#### Activity:
Go through the records and copy each line where the word "Inflight" occurs.

=== Begin Enclosure ===

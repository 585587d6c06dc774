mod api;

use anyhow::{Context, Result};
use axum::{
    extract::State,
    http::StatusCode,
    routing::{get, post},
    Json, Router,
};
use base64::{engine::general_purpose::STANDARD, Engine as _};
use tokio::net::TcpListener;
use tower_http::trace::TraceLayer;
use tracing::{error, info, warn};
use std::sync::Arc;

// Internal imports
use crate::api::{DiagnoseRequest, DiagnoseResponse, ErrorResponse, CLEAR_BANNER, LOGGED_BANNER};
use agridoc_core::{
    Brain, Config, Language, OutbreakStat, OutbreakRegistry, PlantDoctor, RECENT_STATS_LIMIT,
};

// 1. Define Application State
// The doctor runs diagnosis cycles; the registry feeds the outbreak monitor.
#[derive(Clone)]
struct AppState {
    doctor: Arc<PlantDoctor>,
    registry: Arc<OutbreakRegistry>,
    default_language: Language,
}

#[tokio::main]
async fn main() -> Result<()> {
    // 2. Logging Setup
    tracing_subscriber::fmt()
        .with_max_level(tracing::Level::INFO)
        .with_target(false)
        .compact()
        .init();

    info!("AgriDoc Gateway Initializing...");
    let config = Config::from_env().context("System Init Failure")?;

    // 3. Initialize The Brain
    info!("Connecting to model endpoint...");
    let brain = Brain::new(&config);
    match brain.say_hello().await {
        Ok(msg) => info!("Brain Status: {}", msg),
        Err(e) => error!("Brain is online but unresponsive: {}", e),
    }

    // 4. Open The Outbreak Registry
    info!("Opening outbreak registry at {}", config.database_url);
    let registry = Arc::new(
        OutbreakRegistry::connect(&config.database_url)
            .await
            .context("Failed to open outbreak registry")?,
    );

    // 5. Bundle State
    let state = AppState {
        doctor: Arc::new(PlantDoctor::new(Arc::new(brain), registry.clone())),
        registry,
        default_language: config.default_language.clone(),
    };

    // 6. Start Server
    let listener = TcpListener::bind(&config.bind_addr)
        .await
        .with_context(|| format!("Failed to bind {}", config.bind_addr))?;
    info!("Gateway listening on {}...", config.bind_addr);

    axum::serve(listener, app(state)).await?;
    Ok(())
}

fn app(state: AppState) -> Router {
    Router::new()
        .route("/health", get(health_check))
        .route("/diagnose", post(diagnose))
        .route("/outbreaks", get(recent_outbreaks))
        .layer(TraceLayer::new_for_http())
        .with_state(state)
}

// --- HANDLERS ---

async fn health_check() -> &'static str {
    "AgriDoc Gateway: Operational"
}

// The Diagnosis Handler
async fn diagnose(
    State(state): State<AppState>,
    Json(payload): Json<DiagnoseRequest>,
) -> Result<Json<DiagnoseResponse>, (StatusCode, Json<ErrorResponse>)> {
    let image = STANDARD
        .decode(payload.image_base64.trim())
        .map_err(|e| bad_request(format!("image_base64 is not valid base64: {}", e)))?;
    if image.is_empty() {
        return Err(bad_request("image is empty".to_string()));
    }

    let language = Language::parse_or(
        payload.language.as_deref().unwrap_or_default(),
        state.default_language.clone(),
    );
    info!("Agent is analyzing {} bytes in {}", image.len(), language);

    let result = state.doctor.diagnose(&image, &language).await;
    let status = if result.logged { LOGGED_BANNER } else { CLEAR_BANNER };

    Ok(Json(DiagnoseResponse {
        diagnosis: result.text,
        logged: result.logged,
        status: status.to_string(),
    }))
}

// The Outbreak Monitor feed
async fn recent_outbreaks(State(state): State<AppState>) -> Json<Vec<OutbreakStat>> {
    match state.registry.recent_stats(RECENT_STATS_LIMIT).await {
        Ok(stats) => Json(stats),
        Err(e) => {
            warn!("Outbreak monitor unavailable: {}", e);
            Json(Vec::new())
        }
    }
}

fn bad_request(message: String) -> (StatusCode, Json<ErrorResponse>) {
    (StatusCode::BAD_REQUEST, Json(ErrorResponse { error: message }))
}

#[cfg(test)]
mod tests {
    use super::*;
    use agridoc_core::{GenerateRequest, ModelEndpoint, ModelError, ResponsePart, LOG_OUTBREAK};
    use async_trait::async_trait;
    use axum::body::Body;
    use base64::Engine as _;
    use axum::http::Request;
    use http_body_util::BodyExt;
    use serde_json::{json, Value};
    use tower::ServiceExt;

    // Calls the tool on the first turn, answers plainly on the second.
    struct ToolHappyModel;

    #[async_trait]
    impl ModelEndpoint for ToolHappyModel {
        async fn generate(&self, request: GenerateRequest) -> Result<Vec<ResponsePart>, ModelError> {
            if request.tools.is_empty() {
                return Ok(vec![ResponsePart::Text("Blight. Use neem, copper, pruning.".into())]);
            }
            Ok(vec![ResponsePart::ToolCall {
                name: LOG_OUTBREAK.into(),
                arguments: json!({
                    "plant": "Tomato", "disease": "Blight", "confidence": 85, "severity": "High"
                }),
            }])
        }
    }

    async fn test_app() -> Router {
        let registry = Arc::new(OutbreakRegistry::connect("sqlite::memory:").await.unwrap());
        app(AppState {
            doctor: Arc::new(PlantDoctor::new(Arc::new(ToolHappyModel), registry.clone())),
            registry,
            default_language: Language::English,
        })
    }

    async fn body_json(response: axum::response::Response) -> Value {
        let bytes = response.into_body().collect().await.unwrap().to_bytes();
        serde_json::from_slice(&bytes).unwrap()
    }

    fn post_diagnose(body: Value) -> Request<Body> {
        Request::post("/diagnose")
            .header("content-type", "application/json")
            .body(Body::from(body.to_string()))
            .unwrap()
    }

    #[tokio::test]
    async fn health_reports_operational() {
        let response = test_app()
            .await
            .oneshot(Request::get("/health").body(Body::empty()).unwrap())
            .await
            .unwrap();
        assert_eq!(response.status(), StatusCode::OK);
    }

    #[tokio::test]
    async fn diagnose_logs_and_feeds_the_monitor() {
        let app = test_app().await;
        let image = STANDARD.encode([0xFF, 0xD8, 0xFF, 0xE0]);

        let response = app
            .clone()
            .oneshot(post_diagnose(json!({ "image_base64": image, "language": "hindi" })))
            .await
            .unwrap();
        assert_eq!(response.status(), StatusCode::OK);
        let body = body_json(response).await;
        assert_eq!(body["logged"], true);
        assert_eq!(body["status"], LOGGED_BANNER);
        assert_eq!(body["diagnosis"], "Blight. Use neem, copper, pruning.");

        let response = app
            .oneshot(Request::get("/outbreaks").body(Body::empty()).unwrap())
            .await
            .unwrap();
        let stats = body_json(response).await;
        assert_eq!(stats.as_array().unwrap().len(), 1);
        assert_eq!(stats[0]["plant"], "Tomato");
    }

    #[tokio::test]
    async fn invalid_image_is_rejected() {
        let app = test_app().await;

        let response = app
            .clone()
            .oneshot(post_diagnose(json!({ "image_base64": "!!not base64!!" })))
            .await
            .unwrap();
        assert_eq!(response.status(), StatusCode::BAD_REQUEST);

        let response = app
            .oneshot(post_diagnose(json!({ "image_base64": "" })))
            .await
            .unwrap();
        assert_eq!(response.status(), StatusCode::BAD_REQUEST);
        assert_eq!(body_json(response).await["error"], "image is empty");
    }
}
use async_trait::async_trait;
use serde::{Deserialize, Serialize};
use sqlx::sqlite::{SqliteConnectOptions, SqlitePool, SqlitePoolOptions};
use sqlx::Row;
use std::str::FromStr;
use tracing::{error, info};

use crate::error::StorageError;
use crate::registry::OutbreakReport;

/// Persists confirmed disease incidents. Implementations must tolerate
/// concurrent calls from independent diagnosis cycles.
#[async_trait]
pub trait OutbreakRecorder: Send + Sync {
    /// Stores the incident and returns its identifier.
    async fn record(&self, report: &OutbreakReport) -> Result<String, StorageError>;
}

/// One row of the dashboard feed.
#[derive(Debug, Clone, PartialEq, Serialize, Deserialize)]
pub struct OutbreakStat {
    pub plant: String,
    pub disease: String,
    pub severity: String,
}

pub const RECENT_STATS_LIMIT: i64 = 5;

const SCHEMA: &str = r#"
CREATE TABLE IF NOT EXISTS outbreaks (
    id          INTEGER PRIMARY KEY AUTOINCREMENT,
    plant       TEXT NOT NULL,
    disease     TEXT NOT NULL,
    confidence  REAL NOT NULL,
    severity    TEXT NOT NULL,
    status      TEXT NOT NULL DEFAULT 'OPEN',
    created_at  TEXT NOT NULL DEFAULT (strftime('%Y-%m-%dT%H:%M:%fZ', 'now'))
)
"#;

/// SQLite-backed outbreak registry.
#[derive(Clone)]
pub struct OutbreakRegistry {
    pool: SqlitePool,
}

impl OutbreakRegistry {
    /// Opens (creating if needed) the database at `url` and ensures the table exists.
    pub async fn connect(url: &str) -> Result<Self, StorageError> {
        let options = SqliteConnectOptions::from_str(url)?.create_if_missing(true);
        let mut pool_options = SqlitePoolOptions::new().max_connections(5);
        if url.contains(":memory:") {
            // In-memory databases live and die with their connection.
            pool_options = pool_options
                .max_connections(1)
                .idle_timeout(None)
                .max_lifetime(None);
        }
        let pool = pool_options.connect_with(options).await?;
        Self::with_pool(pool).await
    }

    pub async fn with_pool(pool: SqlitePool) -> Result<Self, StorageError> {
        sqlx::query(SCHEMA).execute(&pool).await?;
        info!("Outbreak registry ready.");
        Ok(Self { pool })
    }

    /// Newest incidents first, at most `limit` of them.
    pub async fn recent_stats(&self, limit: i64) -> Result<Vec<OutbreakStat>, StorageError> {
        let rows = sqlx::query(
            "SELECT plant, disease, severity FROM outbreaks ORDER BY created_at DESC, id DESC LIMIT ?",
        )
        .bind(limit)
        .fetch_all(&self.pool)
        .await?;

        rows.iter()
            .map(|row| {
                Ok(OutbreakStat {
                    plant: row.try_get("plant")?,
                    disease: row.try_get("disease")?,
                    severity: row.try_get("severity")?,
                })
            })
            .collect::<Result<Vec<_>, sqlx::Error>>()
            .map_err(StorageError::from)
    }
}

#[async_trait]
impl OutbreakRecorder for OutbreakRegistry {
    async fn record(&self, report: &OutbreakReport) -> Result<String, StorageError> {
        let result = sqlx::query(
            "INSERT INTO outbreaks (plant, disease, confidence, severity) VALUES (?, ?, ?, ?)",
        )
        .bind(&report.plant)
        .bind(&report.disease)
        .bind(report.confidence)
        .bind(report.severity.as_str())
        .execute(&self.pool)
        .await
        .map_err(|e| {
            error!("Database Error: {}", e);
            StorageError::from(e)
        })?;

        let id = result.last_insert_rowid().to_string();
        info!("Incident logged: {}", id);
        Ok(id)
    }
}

=== End Enclosure ===
=== Begin Enclosure ===

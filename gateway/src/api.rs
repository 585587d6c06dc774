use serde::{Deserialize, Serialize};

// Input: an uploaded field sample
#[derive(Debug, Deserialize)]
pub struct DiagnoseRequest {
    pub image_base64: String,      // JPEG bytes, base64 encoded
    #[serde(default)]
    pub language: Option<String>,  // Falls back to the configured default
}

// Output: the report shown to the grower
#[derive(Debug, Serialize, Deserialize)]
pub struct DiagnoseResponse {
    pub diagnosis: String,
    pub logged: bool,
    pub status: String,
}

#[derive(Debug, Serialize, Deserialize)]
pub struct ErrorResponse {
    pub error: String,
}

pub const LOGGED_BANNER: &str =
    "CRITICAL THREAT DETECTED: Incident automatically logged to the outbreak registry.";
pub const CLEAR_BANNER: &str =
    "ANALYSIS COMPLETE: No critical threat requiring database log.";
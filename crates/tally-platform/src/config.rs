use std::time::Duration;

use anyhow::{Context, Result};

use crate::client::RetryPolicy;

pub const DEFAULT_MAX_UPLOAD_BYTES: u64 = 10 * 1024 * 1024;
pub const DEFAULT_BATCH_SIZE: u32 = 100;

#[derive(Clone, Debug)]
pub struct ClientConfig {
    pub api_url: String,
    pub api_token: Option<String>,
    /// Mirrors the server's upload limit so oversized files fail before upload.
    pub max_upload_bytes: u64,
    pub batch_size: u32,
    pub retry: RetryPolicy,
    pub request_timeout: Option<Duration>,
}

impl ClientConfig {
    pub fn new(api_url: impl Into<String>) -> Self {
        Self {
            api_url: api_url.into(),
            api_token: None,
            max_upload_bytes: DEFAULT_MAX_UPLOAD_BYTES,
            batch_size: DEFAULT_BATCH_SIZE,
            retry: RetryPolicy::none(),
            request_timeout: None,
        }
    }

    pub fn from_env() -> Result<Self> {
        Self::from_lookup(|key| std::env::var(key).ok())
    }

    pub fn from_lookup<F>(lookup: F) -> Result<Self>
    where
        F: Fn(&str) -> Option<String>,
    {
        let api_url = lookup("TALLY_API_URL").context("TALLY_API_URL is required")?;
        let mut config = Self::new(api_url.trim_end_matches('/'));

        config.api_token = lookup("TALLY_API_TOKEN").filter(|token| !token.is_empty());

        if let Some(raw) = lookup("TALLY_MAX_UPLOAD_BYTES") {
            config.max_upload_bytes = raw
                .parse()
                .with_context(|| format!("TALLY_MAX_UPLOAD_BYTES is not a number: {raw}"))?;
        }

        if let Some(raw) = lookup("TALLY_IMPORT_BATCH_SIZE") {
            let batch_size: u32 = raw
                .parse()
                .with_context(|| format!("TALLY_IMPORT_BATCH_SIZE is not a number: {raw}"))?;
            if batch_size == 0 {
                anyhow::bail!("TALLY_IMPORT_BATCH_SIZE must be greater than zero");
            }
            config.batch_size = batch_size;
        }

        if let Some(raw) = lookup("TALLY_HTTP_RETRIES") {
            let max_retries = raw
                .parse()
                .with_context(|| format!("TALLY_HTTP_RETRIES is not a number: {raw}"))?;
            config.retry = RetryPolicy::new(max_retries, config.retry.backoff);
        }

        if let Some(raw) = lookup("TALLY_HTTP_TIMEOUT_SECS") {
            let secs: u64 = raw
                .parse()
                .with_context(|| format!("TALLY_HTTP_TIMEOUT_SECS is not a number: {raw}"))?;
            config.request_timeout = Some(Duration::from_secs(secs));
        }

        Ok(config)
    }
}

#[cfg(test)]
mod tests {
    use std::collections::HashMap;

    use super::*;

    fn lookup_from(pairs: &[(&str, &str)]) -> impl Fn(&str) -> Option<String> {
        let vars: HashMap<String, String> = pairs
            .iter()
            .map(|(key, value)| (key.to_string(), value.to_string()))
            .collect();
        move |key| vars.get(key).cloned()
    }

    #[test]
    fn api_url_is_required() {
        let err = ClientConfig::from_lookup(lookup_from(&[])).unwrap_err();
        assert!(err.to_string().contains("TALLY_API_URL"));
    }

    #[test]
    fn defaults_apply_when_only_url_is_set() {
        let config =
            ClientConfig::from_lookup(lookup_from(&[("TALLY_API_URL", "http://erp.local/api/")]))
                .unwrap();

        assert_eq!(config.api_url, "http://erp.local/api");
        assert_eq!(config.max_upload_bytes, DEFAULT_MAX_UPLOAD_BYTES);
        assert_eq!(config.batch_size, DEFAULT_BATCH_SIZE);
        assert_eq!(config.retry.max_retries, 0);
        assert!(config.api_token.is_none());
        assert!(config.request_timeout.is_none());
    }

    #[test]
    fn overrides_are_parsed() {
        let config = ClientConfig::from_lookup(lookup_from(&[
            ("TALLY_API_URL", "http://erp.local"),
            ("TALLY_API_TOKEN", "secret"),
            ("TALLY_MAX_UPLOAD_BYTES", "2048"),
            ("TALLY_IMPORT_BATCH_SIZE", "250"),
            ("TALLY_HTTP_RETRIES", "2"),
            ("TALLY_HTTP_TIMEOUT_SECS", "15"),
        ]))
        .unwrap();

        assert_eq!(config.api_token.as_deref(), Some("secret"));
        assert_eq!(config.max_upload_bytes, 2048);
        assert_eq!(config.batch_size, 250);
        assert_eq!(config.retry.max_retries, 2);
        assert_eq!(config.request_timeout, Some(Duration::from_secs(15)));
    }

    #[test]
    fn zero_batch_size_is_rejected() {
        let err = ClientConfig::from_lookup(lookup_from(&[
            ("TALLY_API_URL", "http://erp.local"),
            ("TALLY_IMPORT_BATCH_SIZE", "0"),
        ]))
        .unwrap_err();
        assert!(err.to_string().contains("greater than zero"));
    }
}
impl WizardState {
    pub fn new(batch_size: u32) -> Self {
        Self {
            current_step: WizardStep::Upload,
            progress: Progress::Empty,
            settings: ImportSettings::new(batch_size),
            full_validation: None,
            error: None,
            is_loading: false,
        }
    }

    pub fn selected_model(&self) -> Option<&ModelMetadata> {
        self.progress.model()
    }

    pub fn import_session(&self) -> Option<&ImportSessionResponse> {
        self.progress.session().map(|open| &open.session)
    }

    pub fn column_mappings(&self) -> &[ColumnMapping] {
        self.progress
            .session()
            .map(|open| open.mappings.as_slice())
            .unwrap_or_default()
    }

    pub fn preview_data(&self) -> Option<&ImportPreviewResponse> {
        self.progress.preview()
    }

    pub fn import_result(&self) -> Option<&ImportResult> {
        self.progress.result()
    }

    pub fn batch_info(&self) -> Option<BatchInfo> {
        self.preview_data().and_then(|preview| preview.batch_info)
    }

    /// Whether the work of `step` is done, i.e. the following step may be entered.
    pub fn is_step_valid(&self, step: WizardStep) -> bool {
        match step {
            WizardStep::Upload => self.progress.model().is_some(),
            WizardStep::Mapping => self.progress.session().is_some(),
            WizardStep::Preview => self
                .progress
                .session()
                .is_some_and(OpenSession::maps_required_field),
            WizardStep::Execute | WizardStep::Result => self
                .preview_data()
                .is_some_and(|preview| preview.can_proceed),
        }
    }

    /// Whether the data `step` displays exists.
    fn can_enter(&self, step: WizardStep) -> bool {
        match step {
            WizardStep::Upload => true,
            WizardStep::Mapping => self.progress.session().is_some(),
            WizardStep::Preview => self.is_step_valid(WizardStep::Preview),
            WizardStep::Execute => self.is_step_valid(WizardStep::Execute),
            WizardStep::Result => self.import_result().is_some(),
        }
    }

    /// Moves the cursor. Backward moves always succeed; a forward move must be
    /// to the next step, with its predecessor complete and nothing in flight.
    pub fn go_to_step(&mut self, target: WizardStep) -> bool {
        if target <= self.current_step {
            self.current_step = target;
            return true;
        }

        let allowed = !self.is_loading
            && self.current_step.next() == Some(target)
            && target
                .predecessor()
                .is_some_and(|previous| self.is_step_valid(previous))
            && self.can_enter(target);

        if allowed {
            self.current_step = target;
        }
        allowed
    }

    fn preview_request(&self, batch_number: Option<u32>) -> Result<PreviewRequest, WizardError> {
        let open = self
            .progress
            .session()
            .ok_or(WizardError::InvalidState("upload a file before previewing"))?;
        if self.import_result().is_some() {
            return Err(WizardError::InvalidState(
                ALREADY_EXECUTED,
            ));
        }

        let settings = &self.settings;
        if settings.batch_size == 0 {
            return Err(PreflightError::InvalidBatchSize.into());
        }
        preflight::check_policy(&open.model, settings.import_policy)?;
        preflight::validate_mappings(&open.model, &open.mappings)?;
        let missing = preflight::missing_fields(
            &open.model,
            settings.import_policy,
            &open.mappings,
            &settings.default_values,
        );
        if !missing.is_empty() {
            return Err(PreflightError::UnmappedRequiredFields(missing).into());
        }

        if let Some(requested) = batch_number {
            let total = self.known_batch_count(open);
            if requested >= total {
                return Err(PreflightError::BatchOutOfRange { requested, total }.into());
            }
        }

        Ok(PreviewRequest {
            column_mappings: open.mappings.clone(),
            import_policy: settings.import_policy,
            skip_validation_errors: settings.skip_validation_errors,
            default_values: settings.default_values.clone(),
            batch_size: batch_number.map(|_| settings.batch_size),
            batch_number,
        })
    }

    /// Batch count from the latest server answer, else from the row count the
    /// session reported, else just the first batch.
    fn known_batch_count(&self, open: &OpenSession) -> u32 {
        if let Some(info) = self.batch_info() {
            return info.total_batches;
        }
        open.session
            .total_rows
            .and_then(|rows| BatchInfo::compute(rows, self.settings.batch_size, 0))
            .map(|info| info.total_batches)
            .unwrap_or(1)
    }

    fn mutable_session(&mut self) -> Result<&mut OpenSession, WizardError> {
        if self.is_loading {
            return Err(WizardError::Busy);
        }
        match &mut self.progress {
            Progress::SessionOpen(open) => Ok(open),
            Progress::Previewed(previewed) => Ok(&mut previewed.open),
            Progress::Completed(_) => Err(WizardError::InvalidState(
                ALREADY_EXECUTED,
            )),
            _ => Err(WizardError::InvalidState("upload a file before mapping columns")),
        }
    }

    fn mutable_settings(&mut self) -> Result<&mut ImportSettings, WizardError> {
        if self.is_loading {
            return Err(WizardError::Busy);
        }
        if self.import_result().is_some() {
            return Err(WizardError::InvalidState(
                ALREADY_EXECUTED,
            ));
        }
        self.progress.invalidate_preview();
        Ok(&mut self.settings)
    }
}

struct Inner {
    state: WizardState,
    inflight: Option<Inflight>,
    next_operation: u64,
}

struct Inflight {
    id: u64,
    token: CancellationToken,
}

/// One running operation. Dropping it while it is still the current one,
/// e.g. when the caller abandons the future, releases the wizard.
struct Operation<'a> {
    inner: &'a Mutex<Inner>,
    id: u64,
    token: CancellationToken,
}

=== End Enclosure ===

#### Reply:
    inflight: Option<Inflight>,
struct Inflight {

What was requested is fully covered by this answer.